​Cardiologist Angelo Scanu, MD, 1924-2018

Dr. Angelo Scanu

Physician-scientist Angelo M. Scanu, MD, a distinguished service professor emeritus of medicine and biochemistry at the University of Chicago Medicine and one of the world’s leading authorities on a risk factor for heart and vascular disease, died after a fall at his home on Jan.12, 2018. He was 93.

Scanu, a renowned expert on lipoprotein(a), was the first to show that the structure of Lp(a) closely resembles plasminogen, an agent involved in dissolving blood clots. This 1987 discovery indicated that Lp(a) can compete with plasminogen, preventing the removal of clots. This led to blocked arteries and heart attacks.

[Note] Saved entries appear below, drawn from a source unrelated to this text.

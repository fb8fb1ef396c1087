//! General application configuration.

use serde::{Deserialize, Serialize};

/// Default table page size.
const fn default_page_size() -> usize {
    10
}

#[derive(Debug, Clone, Deserialize, Serialize)]
pub struct GeneralConfig {
    /// Rows per table page.
    #[serde(default = "default_page_size")]
    pub page_size: usize,
}

impl Default for GeneralConfig {
    fn default() -> Self {
        Self {
            page_size: default_page_size(),
        }
    }
}

#[cfg(test)]
mod tests {
    use super::*;

    #[test]
    fn defaults_are_correct() {
        let config = GeneralConfig::default();
        assert_eq!(config.page_size, 10);
    }
}
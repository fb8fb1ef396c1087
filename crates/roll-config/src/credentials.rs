//! Sign-in credentials.
//!
//! The session cookie lives only as long as the process, so the CLI signs
//! in at the start of each invocation using these. Typically supplied via
//! `ROLLCALL_CREDENTIALS__USERNAME` / `ROLLCALL_CREDENTIALS__PASSWORD` in a
//! `.env` file rather than committed to a config file.

use serde::{Deserialize, Serialize};

#[derive(Debug, Clone, Default, Deserialize, Serialize)]
pub struct CredentialsConfig {
    #[serde(default)]
    pub username: String,
    #[serde(default)]
    pub password: String,
}

impl CredentialsConfig {
    /// True when both fields are present.
    #[must_use]
    pub fn is_configured(&self) -> bool {
        !self.username.is_empty() && !self.password.is_empty()
    }
}

#[cfg(test)]
mod tests {
    use super::*;

    #[test]
    fn default_is_unconfigured() {
        assert!(!CredentialsConfig::default().is_configured());
    }

    #[test]
    fn both_fields_required() {
        let partial = CredentialsConfig {
            username: "admin".into(),
            password: String::new(),
        };
        assert!(!partial.is_configured());
    }
}
//! # roll-api
//!
//! HTTP plumbing for the Rollcall backend:
//! - [`ApiClient`]: a cookie-carrying `reqwest` client bound to the API base
//!   URL, with JSON request helpers
//! - [`check_response`]: shared status-code handling (401 → session lost,
//!   422 → flattened field validation messages)
//! - [`CrudResource`]: the per-entity list/insert/update/delete engine every
//!   screen drives; re-fetches the list after each mutation so the table
//!   always shows server state

pub mod client;
pub mod error;
pub mod http;
pub mod resource;

pub use client::ApiClient;
pub use error::ApiError;
pub use http::check_response;
pub use resource::{CrudResource, Messages, Notifier, TracingNotifier};
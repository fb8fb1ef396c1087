use clap::Parser;

pub mod global;
pub mod root_commands;
pub mod subcommands;

pub use global::{GlobalFlags, OutputFormat};
pub use root_commands::Commands;
pub use subcommands::{AttendanceCommands, CrudCommands};

/// Top-level CLI parser for the `roll` binary.
#[derive(Debug, Parser)]
#[command(name = "roll", version, about = "Rollcall - after-school program admin console")]
pub struct Cli {
    #[command(subcommand)]
    pub command: Commands,

    /// Output format: table, json
    #[arg(short, long, global = true, default_value = "table")]
    pub format: OutputFormat,

    /// Quiet mode (suppress non-essential output)
    #[arg(short, long, global = true)]
    pub quiet: bool,

    /// Verbose mode (debug logging)
    #[arg(short, long, global = true)]
    pub verbose: bool,
}

impl Cli {
    /// Extract ergonomic global flags struct for command handlers.
    #[must_use]
    pub fn global_flags(&self) -> GlobalFlags {
        GlobalFlags {
            format: self.format,
            quiet: self.quiet,
            verbose: self.verbose,
        }
    }
}

#[cfg(test)]
mod tests {
    use clap::{CommandFactory, Parser};

    use super::{AttendanceCommands, Cli, Commands, CrudCommands, OutputFormat};

    #[test]
    fn clap_command_tree_is_valid() {
        Cli::command().debug_assert();
    }

    #[test]
    fn global_flags_parse_before_subcommand() {
        let cli = Cli::try_parse_from(["roll", "--format", "json", "--verbose", "whoami"])
            .expect("cli should parse");

        assert_eq!(cli.format, OutputFormat::Json);
        assert!(cli.verbose);
        assert!(matches!(cli.command, Commands::Whoami));
    }

    #[test]
    fn global_flags_parse_after_subcommand() {
        let cli = Cli::try_parse_from(["roll", "dashboard", "--format", "json", "--quiet"])
            .expect("cli should parse");

        assert_eq!(cli.format, OutputFormat::Json);
        assert!(cli.quiet);
        assert!(matches!(cli.command, Commands::Dashboard));
    }

    #[test]
    fn output_format_rejects_invalid_value() {
        let parsed = Cli::try_parse_from(["roll", "--format", "xml", "whoami"]);
        assert!(parsed.is_err());
    }

    #[test]
    fn list_flags_parse() {
        let cli = Cli::try_parse_from([
            "roll", "students", "list", "--filter", "王", "--sort", "name", "--desc", "--page",
            "2", "--hide", "comment",
        ])
        .expect("cli should parse");

        let Commands::Students {
            action:
                CrudCommands::List {
                    filter,
                    sort,
                    desc,
                    page,
                    hidden,
                },
        } = cli.command
        else {
            panic!("expected students list");
        };
        assert_eq!(filter.as_deref(), Some("王"));
        assert_eq!(sort.as_deref(), Some("name"));
        assert!(desc);
        assert_eq!(page, 2);
        assert_eq!(hidden, vec!["comment".to_string()]);
    }

    #[test]
    fn attendance_mark_flags_parse() {
        let cli = Cli::try_parse_from([
            "roll",
            "attendance",
            "mark",
            "--date",
            "2026-03-02",
            "--present",
            "s1",
            "--absent",
            "s2",
        ])
        .expect("cli should parse");

        let Commands::Attendance {
            action:
                AttendanceCommands::Mark {
                    date,
                    present,
                    absent,
                    note,
                },
        } = cli.command
        else {
            panic!("expected attendance mark");
        };
        assert_eq!(date.as_deref(), Some("2026-03-02"));
        assert_eq!(present, vec!["s1".to_string()]);
        assert_eq!(absent, vec!["s2".to_string()]);
        assert_eq!(note, None);
    }

    #[test]
    fn desc_requires_sort() {
        let parsed = Cli::try_parse_from(["roll", "students", "list", "--desc"]);
        assert!(parsed.is_err());
    }

    #[test]
    fn add_requires_at_least_one_assignment() {
        let parsed = Cli::try_parse_from(["roll", "members", "add"]);
        assert!(parsed.is_err());
    }
}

A series of studies led by Scanu gradually persuaded heart and vascular specialists around the world that certain variants of Lp(a) were strongly associated with an increased risk of coronary artery disease. By 2009, more than 20 years after Scanu’s team first described the mechanism, data from multiple studies were able to “support a causal role of Lp(a) lipoprotein in coronary disease,” according to a study published in the New England Journal of Medicine.

“We discovered something that overnight made the field just go boom,” Scanu said in 2009, when he was director of the University of Chicago Lipid Clinic. “It brought together the fields of cardiology and thrombosis.”

About one out of six people inherit elevated levels of lipoprotein(a) in the blood. Those who carry specific variations of the Lp(a) gene are two to three times more likely to develop coronary artery disease than those with normal or low levels of Lp(a). The risk is higher still in patients prone to blood clots. There is currently no effective medication that can safely lower blood levels of Lp(a). Diet, exercise, and lifestyle modification have no direct impact.

Scanu’s philosophy for treating patients with high levels of Lp(a) was to persuade them to, as he put it, “go around the iceberg.” He taught patients how to “correct what is correctable.” That meant appropriate balancing of diet and exercise, plus treatment with lipid-lowering agents when necessary.

“His groundbreaking research persuaded heart and vascular specialists around the world that certain variants of Lp(a) are strongly associated with an increased risk of coronary artery disease,” stated Sandra Tremulis, founder of the Lipoprotein(a) Foundation, a patient advocacy non-profit organization.

“Dr. Scanu’s research first describing the mechanism of action, enabled data from multiple subsequent studies to support a causal role of lipoprotein(a) in coronary disease. This data is paving the way for new therapies currently in development to help 20 percent of the global population living with or at risk of premature cardiovascular disease due to high Lp(a) levels.”

Scanu was also known for previous research. In a classic paper, published in 1958 when he was at the Cleveland Clinic, he became the first to characterize the biochemistry of “good cholesterol,” known as high-density lipoproteins.

Dr. Angelo Scanu Angelo Maria Scanu was born Dec. 16, 1924 in Sassari, Italy. He earned his bachelor of science degree in 1943, at the age of 18, from the Scientific Lyceum in Sassari, followed by his medical degree from the Sassari University Medical School in June 1949. After completing his residency there in 1950, he did additional research at universities in Spain and Sweden before joining the faculty at the University of Naples in 1953.

In 1955, he was awarded a Fulbright Scholarship to study biochemistry in the United States, at the Cleveland Clinic, where he joined the staff. From 1959 to 1961, he worked as a biochemist at the Brookhaven National Laboratory.

When his work gradually shifted from animal models to humans, he began a second round of residency training in 1961 at the University of Chicago, so he could combine his laboratory research with caring for patients in the U.S. He joined the faculty at the University of Chicago as an assistant professor in 1963 and rose through the ranks to become a professor of medicine and biochemistry in 1970.

A prolific researcher, Scanu published more than 275 papers along with about 100 topic reviews or book chapters during his career. Most of this work focused on lipoproteins. He retired in 2011.

“He was always a pleasure to work with,” said Celina Edelstein, a research associate who became his long-time laboratory colleague and subsequent domestic partner. “He was very serious when he went over the data. He saw things that most people would miss and came up with original ideas of how to understand the results.”

Scanu received many honors and awards, include a Special Recognition Award from the American Heart Association. He held two patents, served on the editorial boards of eight journals, was a member of 10 study sections at the National Institutes of Health or the American Heart Association and took on multiple committee responsibilities for various health care organizations.

He is survived by his daughter, Gabriella Scanu, his son, Marco, and two grandsons, Niccolo and Matteo.

A memorial service in Bond Chapel, on the University of Chicago campus, is being arranged for April.